Highlights in history on this date:

1533 – Spanish conquistadors take the city of Cuzco, the capital of the Inca empire.

1647 – England’s King Charles I is recaptured and imprisoned by rebels.

1775 – American troops under Benedict Arnold invade Quebec Province in Canada.

1832 – The first streetcar in the United States — a horse-drawn vehicle called the John Mason — goes into operation in New York City.

1851 – American author Herman Melville’s novel “Moby Dick” is published.

1889 – Inspired by Jules Verne, New York World reporter Nellie Bly sets out to travel around the world in less than 80 days. She succeeds, making the trip in 72 days.

1890 – Anglo-Portuguese agreement on Zambezi and Congo grants Britain control of lower Zambezi and colonizing rights up to the Congo.

1935 – U.S. President Franklin D. Roosevelt proclaims Philippine Islands a commonwealth and pledges independence by 1946.

1940 – German bombers destroy most of the English city of Coventry in World War II.

1947 – United Nations recognizes Korea’s claim to independence.

1957 – Britain declares Bahrain an independent Arab state under British protection.
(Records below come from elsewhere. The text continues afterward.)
//! Line-oriented banner probes: SSH, FTP, SMTP, and the passive greeting
//!
//! These protocols self-announce, so the probe is mostly a bounded read.
//! Socket errors bubble up as `Err` (the caller retries once); a quiet or
//! unrecognized peer is `Ok(None)`.

use super::Detection;
use std::io;
use std::net::{IpAddr, SocketAddr};
use std::sync::OnceLock;
use std::time::Duration;
use tokio::io::{AsyncReadExt, AsyncWriteExt};
use tokio::net::TcpStream;
use tokio::time::timeout;

fn ssh_banner_re() -> &'static regex::Regex {
    static RE: OnceLock<regex::Regex> = OnceLock::new();
    RE.get_or_init(|| regex::Regex::new(r"^SSH-(\d+\.\d+)-(.+)$").unwrap())
}

async fn connect(ip: IpAddr, port: u16, limit: Duration) -> io::Result<TcpStream> {
    timeout(limit, TcpStream::connect(SocketAddr::new(ip, port)))
        .await
        .map_err(|_| io::Error::new(io::ErrorKind::TimedOut, "connect timeout"))?
}

/// Read whatever the peer volunteers, up to 512 bytes
async fn read_greeting(stream: &mut TcpStream, limit: Duration) -> io::Result<Vec<u8>> {
    let mut buf = vec![0u8; 512];
    match timeout(limit, stream.read(&mut buf)).await {
        Ok(Ok(n)) if n > 0 => {
            buf.truncate(n);
            Ok(buf)
        }
        Ok(Ok(_)) | Err(_) => Ok(Vec::new()),
        Ok(Err(e)) => Err(e),
    }
}

fn first_line(raw: &[u8]) -> String {
    String::from_utf8_lossy(raw)
        .lines()
        .next()
        .unwrap_or_default()
        .trim()
        .to_string()
}

fn ssh_detection(raw: &[u8]) -> Option<Detection> {
    let line = first_line(raw);
    let captures = ssh_banner_re().captures(&line)?;
    let mut detection = Detection::new("ssh", 0.95);
    detection.version = Some(captures[2].trim().to_string());
    detection.banner = Some(raw.to_vec());
    Some(detection)
}

/// MySQL greeting: 3-byte little-endian length, sequence byte, then the
/// protocol version byte (0x0a for every modern server)
pub(crate) fn mysql_greeting(raw: &[u8]) -> Option<Detection> {
    if raw.len() < 6 || raw[4] != 0x0a {
        return None;
    }
    let declared = u32::from_le_bytes([raw[0], raw[1], raw[2], 0]) as usize;
    if declared == 0 || declared + 4 > raw.len() + 64 {
        return None;
    }
    let mut detection = Detection::new("mysql", 0.9);
    // Server version is the NUL-terminated string after the protocol byte
    if let Some(end) = raw[5..].iter().position(|&b| b == 0) {
        detection.version = Some(String::from_utf8_lossy(&raw[5..5 + end]).to_string());
    }
    detection.banner = Some(raw.to_vec());
    Some(detection)
}

/// Passive banner read for SSH on its own port
pub(crate) async fn probe_ssh(
    ip: IpAddr,
    port: u16,
    limit: Duration,
) -> io::Result<Option<Detection>> {
    let mut stream = connect(ip, port, limit).await?;
    let raw = read_greeting(&mut stream, limit).await?;
    Ok(ssh_detection(&raw))
}

/// Passive banner read for FTP: a greeting starting with reply code 220
pub(crate) async fn probe_ftp(
    ip: IpAddr,
    port: u16,
    limit: Duration,
) -> io::Result<Option<Detection>> {
    let mut stream = connect(ip, port, limit).await?;
    let raw = read_greeting(&mut stream, limit).await?;
    let line = first_line(&raw);
    if !line.starts_with("220") {
        return Ok(None);
    }
    let mut detection = Detection::new("ftp", 0.9);
    detection.banner = Some(raw);
    Ok(Some(detection))
}

/// Active SMTP probe: greeting 220, then EHLO answered with 250
pub(crate) async fn probe_smtp(
    ip: IpAddr,
    port: u16,
    limit: Duration,
) -> io::Result<Option<Detection>> {
    let mut stream = connect(ip, port, limit).await?;
    let greeting = read_greeting(&mut stream, limit).await?;
    if !first_line(&greeting).starts_with("220") {
        return Ok(None);
    }

    stream.write_all(b"EHLO localhost\r\n").await?;
    let reply = read_greeting(&mut stream, limit).await?;
    if !first_line(&reply).starts_with("250") {
        return Ok(None);
    }

    let mut detection = Detection::new("smtp", 0.9);
    detection.banner = Some(greeting);
    Ok(Some(detection))
}

/// Passive greeting probe for unhinted ports
///
/// One connection classifies every self-announcing protocol; anything that
/// spoke but was not recognized is reported as a generic response at 0.5
/// confidence with the raw banner attached.
pub(crate) async fn probe_greeting(
    ip: IpAddr,
    port: u16,
    limit: Duration,
) -> io::Result<Option<Detection>> {
    let mut stream = connect(ip, port, limit).await?;
    let raw = read_greeting(&mut stream, limit).await?;
    if raw.is_empty() {
        return Ok(None);
    }

    if let Some(detection) = ssh_detection(&raw) {
        return Ok(Some(detection));
    }
    if let Some(detection) = mysql_greeting(&raw) {
        return Ok(Some(detection));
    }

    let line = first_line(&raw);
    if line.starts_with("220") {
        let lowered = line.to_ascii_lowercase();
        let service = if lowered.contains("smtp") || lowered.contains("esmtp") {
            "smtp"
        } else {
            "ftp"
        };
        let mut detection = Detection::new(service, 0.85);
        detection.banner = Some(raw);
        return Ok(Some(detection));
    }

    let mut detection = Detection::new(
        netscout_core::well_known_service(port).unwrap_or("unknown"),
        0.5,
    );
    detection.banner = Some(raw);
    Ok(Some(detection))
}
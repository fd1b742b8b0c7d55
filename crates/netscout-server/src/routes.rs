//! JSON and SSE route handlers

use crate::error::ApiError;
use crate::ws;
use crate::AppState;
use axum::extract::{Path, Query, State};
use axum::response::sse::{Event, KeepAlive, Sse};
use axum::routing::{get, post};
use axum::{Json, Router};
use futures::stream::{self, Stream, StreamExt};
use netscout_core::{ChannelSink, PortSet, ScanConfig, ScanEvent};
use netscout_scanner::{ScanRequest, ScanSink as _};
use serde::{Deserialize, Serialize};
use std::convert::Infallible;
use std::sync::Arc;
use tokio_util::sync::CancellationToken;
use tracing::debug;
use uuid::Uuid;

pub(crate) fn api_router(state: AppState) -> Router {
    Router::new()
        .route("/api/status", get(status))
        .route("/api/stream/scan/{target}", get(stream_scan))
        .route("/api/scan", post(submit_scan))
        .route("/api/scan/{task_id}", get(poll_task))
        .route("/api/scans", get(recent_scans))
        .route("/api/cache/stats", get(cache_stats))
        .route("/api/ws/scan/{target}", get(ws::ws_scan))
        .with_state(state)
}

async fn status() -> Json<serde_json::Value> {
    Json(serde_json::json!({ "status": "ok" }))
}

/// Query parameters accepted wherever a scan is described inline
#[derive(Debug, Deserialize)]
pub(crate) struct StreamParams {
    pub ports: Option<String>,
    pub enhanced_service_detection: Option<bool>,
    pub force: Option<bool>,
}

/// Default port window when the caller names none
const DEFAULT_PORTS: &str = "1-1000";

pub(crate) fn build_request(
    target: &str,
    params: &StreamParams,
    original_command: String,
) -> Result<ScanRequest, ApiError> {
    let ports = PortSet::parse(params.ports.as_deref().unwrap_or(DEFAULT_PORTS))
        .map_err(ApiError::from)?;
    let mut request = ScanRequest::new(target, ports);
    request.config.enhanced_service_detection = params.enhanced_service_detection.unwrap_or(true);
    if params.force.unwrap_or(false) {
        // On the HTTP surface the force flag carries the consent the
        // WebSocket channel expresses separately
        request.config.force = true;
        request.consent = true;
    }
    request.original_command = Some(original_command);
    Ok(request)
}

async fn stream_scan(
    State(state): State<AppState>,
    Path(target): Path<String>,
    Query(params): Query<StreamParams>,
) -> Result<Sse<impl Stream<Item = Result<Event, Infallible>>>, ApiError> {
    let request = build_request(
        &target,
        &params,
        format!("GET /api/stream/scan/{}", target),
    )?;
    // Reject bad targets with a 4xx before the stream opens
    state.engine.resolve(&target).await.map_err(ApiError::from)?;

    let (tx, rx) = tokio::sync::mpsc::unbounded_channel();
    let sink = Arc::new(ChannelSink::new(tx.clone()));
    let engine = Arc::clone(&state.engine);

    tokio::spawn(async move {
        let outcome = engine.scan(request, sink, CancellationToken::new()).await;
        if let Err(e) = outcome {
            // Scheduler-level failures already produced scan_error and the
            // gate produced pre_scan_warning; only pre-stream validation
            // faults still need a frame here
            if e.is_client_error() {
                let _ = tx.send(ScanEvent::ScanError {
                    message: e.to_string(),
                });
            }
            debug!("stream scan ended with error: {}", e);
        }
    });

    let stream = stream::unfold(rx, |mut rx| async move {
        rx.recv().await.map(|event| (event, rx))
    })
    .map(|event| {
        let data = serde_json::to_string(&event).unwrap_or_else(|_| "{}".to_string());
        Ok(Event::default().data(data))
    });

    Ok(Sse::new(stream).keep_alive(KeepAlive::default()))
}

/// Async scan submission body
#[derive(Debug, Deserialize)]
struct SubmitBody {
    target: String,
    ports: String,
    #[serde(default)]
    config: Option<ScanConfig>,
    #[serde(default)]
    force: Option<bool>,
    #[serde(default)]
    consent: Option<bool>,
}

#[derive(Debug, Serialize)]
struct SubmitResponse {
    task_id: Uuid,
    scan_id: Uuid,
    status: &'static str,
}

async fn submit_scan(
    State(state): State<AppState>,
    Json(body): Json<SubmitBody>,
) -> Result<Json<SubmitResponse>, ApiError> {
    let ports = PortSet::parse(&body.ports).map_err(ApiError::from)?;
    let mut request = ScanRequest::new(body.target.clone(), ports);
    if let Some(config) = body.config {
        request.config = config;
    }
    if body.force.unwrap_or(false) {
        request.config.force = true;
    }
    request.consent = body.consent.unwrap_or(false);
    request.original_command = Some(format!("POST /api/scan {}", body.target));

    state.engine.validate(&request).map_err(ApiError::from)?;

    let (task_id, scan_id) = state.queue.submit(request);
    Ok(Json(SubmitResponse {
        task_id,
        scan_id,
        status: "queued",
    }))
}

async fn poll_task(
    State(state): State<AppState>,
    Path(task_id): Path<Uuid>,
) -> Result<Json<netscout_scanner::TaskRecord>, ApiError> {
    state
        .queue
        .poll(task_id)
        .map(Json)
        .ok_or_else(|| ApiError::not_found(format!("no task {}", task_id)))
}

#[derive(Debug, Deserialize)]
struct HistoryParams {
    limit: Option<usize>,
}

async fn recent_scans(
    State(state): State<AppState>,
    Query(params): Query<HistoryParams>,
) -> Result<Json<Vec<netscout_scanner::ScanSummary>>, ApiError> {
    let limit = params.limit.unwrap_or(20).min(500);
    let summaries = state
        .engine
        .sink()
        .recent_scans(limit)
        .await
        .map_err(ApiError::from)?;
    Ok(Json(summaries))
}

async fn cache_stats(State(state): State<AppState>) -> Json<netscout_scanner::CacheStats> {
    Json(state.engine.cache().stats())
}

#[cfg(test)]
mod tests {
    use super::*;
    use axum::body::Body;
    use axum::http::{Request, StatusCode};
    use netscout_core::QueueConfig;
    use netscout_scanner::ScanEngine;
    use tower::ServiceExt;

    fn test_state() -> AppState {
        let engine = Arc::new(ScanEngine::builder().build());
        AppState::new(engine, QueueConfig::default())
    }

    async fn body_json(response: axum::response::Response) -> serde_json::Value {
        let bytes = axum::body::to_bytes(response.into_body(), 1024 * 1024)
            .await
            .unwrap();
        serde_json::from_slice(&bytes).unwrap()
    }

    #[tokio::test]
    async fn test_status_endpoint() {
        let router = api_router(test_state());
        let response = router
            .oneshot(Request::get("/api/status").body(Body::empty()).unwrap())
            .await
            .unwrap();
        assert_eq!(response.status(), StatusCode::OK);
        let json = body_json(response).await;
        assert_eq!(json["status"], "ok");
    }

    #[tokio::test]
    async fn test_cache_stats_shape() {
        let router = api_router(test_state());
        let response = router
            .oneshot(Request::get("/api/cache/stats").body(Body::empty()).unwrap())
            .await
            .unwrap();
        assert_eq!(response.status(), StatusCode::OK);
        let json = body_json(response).await;
        assert!(json.get("hits").is_some());
        assert!(json.get("misses").is_some());
        assert!(json.get("hit_rate").is_some());
        assert!(json.get("stored").is_some());
    }

    #[tokio::test]
    async fn test_submit_rejects_bad_ports() {
        let router = api_router(test_state());
        let body = serde_json::json!({ "target": "127.0.0.1", "ports": "99999" });
        let response = router
            .oneshot(
                Request::post("/api/scan")
                    .header("content-type", "application/json")
                    .body(Body::from(body.to_string()))
                    .unwrap(),
            )
            .await
            .unwrap();
        assert_eq!(response.status(), StatusCode::BAD_REQUEST);
        let json = body_json(response).await;
        assert_eq!(json["error"], "invalid_port_spec");
        assert!(json.get("request_id").is_some());
    }

    #[tokio::test]
    async fn test_submit_and_poll_round_trip() {
        let router = api_router(test_state());
        let body = serde_json::json!({
            "target": "127.0.0.1",
            "ports": "56000-56002",
            "config": {
                "timeout_s": 0.25,
                "initial_concurrency": 10,
                "max_concurrency": 50,
                "min_timeout_s": 0.1,
                "enhanced_service_detection": false,
                "adaptive": true,
                "force": false
            }
        });

        let response = router
            .clone()
            .oneshot(
                Request::post("/api/scan")
                    .header("content-type", "application/json")
                    .body(Body::from(body.to_string()))
                    .unwrap(),
            )
            .await
            .unwrap();
        assert_eq!(response.status(), StatusCode::OK);
        let json = body_json(response).await;
        assert_eq!(json["status"], "queued");
        let task_id = json["task_id"].as_str().unwrap().to_string();

        let response = router
            .oneshot(
                Request::get(format!("/api/scan/{}", task_id))
                    .body(Body::empty())
                    .unwrap(),
            )
            .await
            .unwrap();
        assert_eq!(response.status(), StatusCode::OK);
        let json = body_json(response).await;
        assert!(json.get("state").is_some());
        assert!(json.get("progress").is_some());
    }

    #[tokio::test]
    async fn test_poll_unknown_task_is_404() {
        let router = api_router(test_state());
        let response = router
            .oneshot(
                Request::get(format!("/api/scan/{}", Uuid::new_v4()))
                    .body(Body::empty())
                    .unwrap(),
            )
            .await
            .unwrap();
        assert_eq!(response.status(), StatusCode::NOT_FOUND);
    }

    #[tokio::test]
    async fn test_stream_rejects_placeholder_target() {
        let router = api_router(test_state());
        let response = router
            .oneshot(
                Request::get("/api/stream/scan/example.com?ports=22")
                    .body(Body::empty())
                    .unwrap(),
            )
            .await
            .unwrap();
        assert_eq!(response.status(), StatusCode::BAD_REQUEST);
        let json = body_json(response).await;
        assert_eq!(json["error"], "placeholder_target");
    }

    #[tokio::test]
    async fn test_recent_scans_empty() {
        let router = api_router(test_state());
        let response = router
            .oneshot(Request::get("/api/scans?limit=5").body(Body::empty()).unwrap())
            .await
            .unwrap();
        assert_eq!(response.status(), StatusCode::OK);
        let json = body_json(response).await;
        assert!(json.as_array().unwrap().is_empty());
    }
}
//! Error types for the NetScout core library

use std::io;
use std::net::AddrParseError;
use thiserror::Error;

/// Result type alias for NetScout operations
pub type Result<T> = std::result::Result<T, Error>;

/// Error types covering validation, resolution, transport, and adapters
#[derive(Error, Debug)]
pub enum Error {
    /// Target string was empty or whitespace
    #[error("target is empty")]
    EmptyTarget,

    /// Target matched the placeholder blocklist
    #[error("placeholder target rejected: {0}")]
    Placeholder(String),

    /// DNS resolution failed for the supplied hostname
    #[error("unable to resolve target: {0}")]
    Unresolvable(String),

    /// Target is not permitted by policy
    #[error("target not permitted: {0}")]
    Disallowed(String),

    /// Malformed or oversize port specification
    #[error("invalid port specification: {0}")]
    InvalidPortSpec(String),

    /// Network-level failures outside per-probe classification
    #[error("network error: {0}")]
    Network(String),

    /// I/O errors with automatic conversion
    #[error("I/O error: {0}")]
    Io(#[from] io::Error),

    /// Service detection failures (probe never aborts a scan)
    #[error("detection error: {0}")]
    Detection(String),

    /// Persistence sink errors
    #[error("storage error: {0}")]
    Storage(String),

    /// Task queue errors
    #[error("queue error: {0}")]
    Queue(String),

    /// Serialization error
    #[error("serialization error: {0}")]
    Serialization(String),

    /// Configuration errors
    #[error("configuration error: {0}")]
    Config(String),

    /// Scan was cancelled cooperatively
    #[error("scan cancelled")]
    Cancelled,
}

impl Error {
    /// Whether this error originates from request validation or resolution,
    /// as opposed to an internal or transient fault.
    pub fn is_client_error(&self) -> bool {
        matches!(
            self,
            Error::EmptyTarget
                | Error::Placeholder(_)
                | Error::Unresolvable(_)
                | Error::Disallowed(_)
                | Error::InvalidPortSpec(_)
        )
    }

    /// Short machine-readable kind tag for wire error payloads.
    pub fn kind(&self) -> &'static str {
        match self {
            Error::EmptyTarget => "empty_target",
            Error::Placeholder(_) => "placeholder_target",
            Error::Unresolvable(_) => "unresolvable",
            Error::Disallowed(_) => "disallowed",
            Error::InvalidPortSpec(_) => "invalid_port_spec",
            Error::Network(_) => "network",
            Error::Io(_) => "io",
            Error::Detection(_) => "detection",
            Error::Storage(_) => "storage",
            Error::Queue(_) => "queue",
            Error::Serialization(_) => "serialization",
            Error::Config(_) => "config",
            Error::Cancelled => "cancelled",
        }
    }
}

impl From<AddrParseError> for Error {
    fn from(err: AddrParseError) -> Self {
        Error::Network(format!("invalid IP address: {}", err))
    }
}

impl From<serde_json::Error> for Error {
    fn from(err: serde_json::Error) -> Self {
        Error::Serialization(format!("JSON error: {}", err))
    }
}

impl From<toml::de::Error> for Error {
    fn from(err: toml::de::Error) -> Self {
        Error::Config(format!("TOML parse error: {}", err))
    }
}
1960 – Two passenger trains collide in Czechoslovakia, killing 110 people and injuring 105.

1969 – Apollo 12 blasts off for the moon.

1970 – Cyclone and giant waves devastate southern coast of East Pakistan — now Bangladesh— and islands in Bay of Bengal, with death toll estimated at 300,000.

1973 – Britain’s Princess Anne marries Captain Mark Phillips in Westminster Abbey. The couple divorces in 1992.

1986 – The U.S. Securities and Exchange Commission impose a record $100 million penalty against Wall Street trader Ivan Boesky for using insider information.

1988 – PLO’s parliament-in-exile endorses new political strategy that implicitly recognizes the state of Israel and renounces terrorism.

1991 – Prince Norodom Sihanouk returns to Cambodia after 20 years.

1992 – A Unionist gunman kills two people and wounds 13 in a Belfast bookmaker’s shop in Northern Ireland.

1993 – Supporters of continued U.S. commonwealth status for Puerto Rico prevail in a statehood referendum.

1994 – Tropical Storm Gordon kills at least 829 people in Haiti.

1998 – Iraq sends a letter to the U.N. Security Council stating that weapons inspections can continue. An hour before the launch of an airstrike, U.S. President Bill Clinton calls it off.

1999 – The United Nations imposes sanctions on Afghanistan and demands the arrest of suspected terrorist Osama bin Laden.

2004 – The U.S. military’s ground and air assault of Fallujah goes quicker than expected, with the entire Iraqi city occupied after six days of fighting. Thirty-one Americans are killed in the siege.

2006 – The International Atomic Energy Agency reports new traces of plutonium and enriched uranium — potential material for atomic warheads — have been found in a nuclear waste facility in Iran.

2007 – Charged with crimes against humanity, former Khmer Rouge Foreign Minister Ieng Sary and his wife are formally put in detention by Cambodia’s U.N.-backed genocide tribunal.

2008 – A lunar probe from India lands successfully on the moon.

2010 – Democracy heroine Aung San Suu Kyi takes her first steps back into Myanmar’s political minefield, vowing to press ahead in her decades-long fight for democracy while also calling for compromise with other political parties and the ruling junta.

2011 – Jordan’s king says that Syrian President Bashar Assad should step down for the good of his country, the first Arab leader to publicly make such a call.

2012 — Israel carries out a blistering offensive of more than 20 airstrikes in the Gaza Strip, assassinating Hamas’ military commander and targeting the armed group’s training facility.

2014 — Iraqi forces score major victory over Islamic State militants, drive them out of key oil refinery town.

Today’s Birthdays:

Claude Monet, French painter (1840-1926); Jawaharlal Nehru, Indian statesman (1889-1964); Astrid Lindgren, Swedish author (1907-2002); Joseph McCarthy, U.S. senator (1909-1957); Jordan’s King Hussein (1935-1999); Britain’s Prince Charles (1948–); Buckwheat Zydeco, U.S. singer/accordionist (1947–); Reverend Run, U.S. rapper (1964–).

Thought For Today:

Comfort, opportunity, number and size are not synonymous with civilization — Abraham Flexner, American educator and author (1866-1959).